Work out how many lines in the entries below contain the string "sizing". Reply with that figure alone.

- - - -

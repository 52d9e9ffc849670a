// SPDX-License-Identifier: MPL-2.0
//! Home screen: the app title, the glowing main card, and the entry points
//! into the reading flows.

use crate::app::Screen;
use crate::i18n::fluent::I18n;
use crate::ui::design_tokens::{palette, sizing, spacing, typography};
use crate::ui::styles;
use crate::ui::widgets::{CardBack, FloatingOrb};
use iced::{
    alignment::Horizontal,
    widget::{button, Column, Container, Row, Text},
    Element, Length,
};

/// Contextual data needed to render the home screen.
pub struct ViewContext<'a> {
    pub i18n: &'a I18n,
    /// Seconds since the decorative animation epoch.
    pub elapsed: f32,
}

/// Messages emitted by the home screen.
#[derive(Debug, Clone)]
pub enum Message {
    StartReading,
    OpenDaily,
    OpenChat,
    OpenCalendar,
}

/// Events propagated to the parent application.
#[derive(Debug, Clone)]
pub enum Event {
    Navigate(Screen),
}

/// Process a home screen message.
pub fn update(message: Message) -> Event {
    match message {
        Message::StartReading => Event::Navigate(Screen::Shuffle),
        Message::OpenDaily => Event::Navigate(Screen::Daily),
        Message::OpenChat => Event::Navigate(Screen::Chat),
        Message::OpenCalendar => Event::Navigate(Screen::Calendar),
    }
}

/// Render the home screen.
pub fn view<'a>(ctx: ViewContext<'a>) -> Element<'a, Message> {
    let title = Column::new()
        .align_x(Horizontal::Center)
        .spacing(spacing::XS)
        .push(
            Text::new(ctx.i18n.tr("home-title"))
                .size(typography::TITLE_LG)
                .color(palette::GOLD),
        )
        .push(
            Text::new(ctx.i18n.tr("home-subtitle"))
                .size(typography::BODY)
                .color(palette::MUTED),
        );

    let main_card = Container::new(
        Column::new()
            .align_x(Horizontal::Center)
            .spacing(spacing::SM)
            .push(
                CardBack::new(
                    sizing::CARD_LG_WIDTH * 0.8,
                    sizing::CARD_LG_HEIGHT * 0.8,
                    ctx.elapsed,
                )
                .into_element(),
            )
            .push(
                Text::new(ctx.i18n.tr("home-card-title"))
                    .size(typography::TITLE_SM)
                    .color(palette::GOLD),
            )
            .push(
                Text::new(ctx.i18n.tr("home-card-subtitle"))
                    .size(typography::BODY)
                    .color(palette::MUTED),
            ),
    )
    .padding(spacing::MD)
    .style(styles::container::glass_card);

    let start_button = button(
        Text::new(ctx.i18n.tr("home-start-button"))
            .size(typography::TITLE_SM)
            .align_x(Horizontal::Center),
    )
    .on_press(Message::StartReading)
    .style(styles::button::gold)
    .height(Length::Fixed(sizing::BUTTON_HEIGHT))
    .width(Length::Fill);

    let daily_button = button(
        Text::new(ctx.i18n.tr("home-daily-button"))
            .size(typography::TITLE_SM)
            .align_x(Horizontal::Center),
    )
    .on_press(Message::OpenDaily)
    .style(styles::button::glass)
    .height(Length::Fixed(sizing::BUTTON_HEIGHT))
    .width(Length::Fill);

    let quick_actions = Row::new()
        .spacing(spacing::XL)
        .push(quick_action(ctx.i18n, "💬", "home-chat-button", Message::OpenChat))
        .push(quick_action(
            ctx.i18n,
            "📅",
            "home-calendar-button",
            Message::OpenCalendar,
        ));

    let orbs = Row::new()
        .width(Length::Fill)
        .push(
            FloatingOrb::new(sizing::ORB_SM, ctx.elapsed)
                .color(palette::NEON_PURPLE)
                .into_element(),
        )
        .push(iced::widget::Space::new().width(Length::Fill))
        .push(
            FloatingOrb::new(sizing::ORB_SM * 0.75, ctx.elapsed)
                .phase(2.0)
                .color(palette::NEON_BLUE)
                .into_element(),
        );

    let content = Column::new()
        .align_x(Horizontal::Center)
        .spacing(spacing::LG)
        .padding(spacing::LG)
        .push(orbs)
        .push(title)
        .push(main_card)
        .push(start_button)
        .push(daily_button)
        .push(quick_actions);

    Container::new(content)
        .width(Length::Fill)
        .height(Length::Fill)
        .align_x(Horizontal::Center)
        .into()
}

fn quick_action<'a>(
    i18n: &'a I18n,
    glyph: &'a str,
    label_key: &str,
    message: Message,
) -> Element<'a, Message> {
    button(
        Column::new()
            .align_x(Horizontal::Center)
            .spacing(spacing::XXS)
            .push(Text::new(glyph).size(sizing::ICON_MD))
            .push(Text::new(i18n.tr(label_key)).size(typography::BODY)),
    )
    .on_press(message)
    .padding(spacing::MD)
    .style(styles::button::glass)
    .into()
}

- - - -

## EXERCISE OUTPUT
8